Sunday, 24 November 2013

Not all museums are from the same mould



The Victoria and Albert Museum, London
Image credit: Andreas Praefcke

Visiting one of our national institutions like the British Museum or the V&A brings home to you the big difference between them and little outfits like Fairlynch. It’s money of course. Volunteer-run museums such as Budleigh Salterton’s operate on a relative shoestring, frequently running at a loss because of the cost of maintenance both of the building and of the environmental conditions needed to conserve artefacts.



Amanita muscaria (fly agaric)   
Image credit: Michael Maggs 

Our damp English autumn is a time for fungi foragers, for mushrooms, for spectacular toadstools like this, and of course for mould. Yesterday I remembered too late that I’d left my smart new gardening gloves in the potting shed at the end of the summer. When I went to rescue  them they’d changed colour from yellow to soft powdery grey. It was a simple matter to brush off the mildew, taking care not to inhale the dust, for more than 100,000 types of mould exist and many of them are extremely harmful to humans.

Mould lives off any organic matter, including wood, leather, paper and textiles. It grows on organic materials when the relative humidity remains above 65% for any length of time. In a museum it’s particularly bad news because it can stain and disfigure artefacts and even penetrate the structure of an object.  The acceptable level of relative humidity varies between objects depending on the type of material. Ideally artefacts of the same group should be grouped together in the relative humidity band that best suits them, but this is not always possible.


Fairlynch is lucky enough to have its own expert in such matters in the person of volunteer Trevor Waddington OBE who joined the Museum as a Trustee earlier this year. A retired Royal Navy engineer officer, he ran an antique clocks conservation-restoration business in Wiltshire before moving to Budleigh Salterton in 2012. Conservation in museums is a complex issue, he says. “A satisfactory temperature for humans is not the same for exhibits.”

The newly installed dehumidifier in Fairlynch Museum's Exhibition Room is a Mitsubishi MJ E14EG E1. This particular model was chosen on the recommendation of  Helena Jaeschke, Conservation Development Officer at Exeter's Royal Albert Memorial Museum

Above: The logo of the Skinners' Company Lady Neville Charity

Using dehumidifiers to prevent high relative humidity is one of the most important ways of preserving artefacts for future generations and Fairlynch now has three of these useful gadgets located in different parts of the Museum thanks to a grant of £950 from the Lady Neville Charity administered by the Skinners’ Company.

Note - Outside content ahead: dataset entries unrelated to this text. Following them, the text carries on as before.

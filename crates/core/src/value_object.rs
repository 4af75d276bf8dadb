//! Value object trait: equality by value, not identity.

/// Marker trait for value objects.
///
/// Value objects are immutable and compared by their attribute values. A
/// `StockKey { item_code: "ITEM-A", warehouse: "WH-1" }` is a value object: two
/// keys naming the same item and warehouse are the same key, wherever they were
/// built.
///
/// ```ignore
/// let a = StockKey::new("ITEM-A", "WH-1");
/// let b = StockKey::new("ITEM-A", "WH-1");
/// assert_eq!(a, b);
/// ```
pub trait ValueObject: Clone + PartialEq + core::fmt::Debug {}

Based in the City of London, the Company is one of the ‘Great Twelve’ Livery Companies with a history going back some 700 years. It developed from the medieval trade guild of the furriers: members of the guild dressed and traded furs that were used for trimming and lining the garments of richer members of society. The Company has not been associated with the craft for many years and today administers its schools, almshouses, and charities that contribute mainly to educating the young and helping older people in need.  

The Skinners’ Company Lady Neville Charity was formally set up in 1978 following a bequest from Ralph Neville JP. Its aim is to provide grants that will make a clear and significant contribution to grassroots charitable organisations working in designated priority areas. These include Local Heritage projects which help local groups to conserve and restore their landmarks, landscape, traditions and culture.

So thanks to technology, to alert volunteers and to generous support from institutions like the Skinners’ Company Fairlynch Museum is making sure that its treasures will remain in good condition and be enjoyed by visitors for generations to come.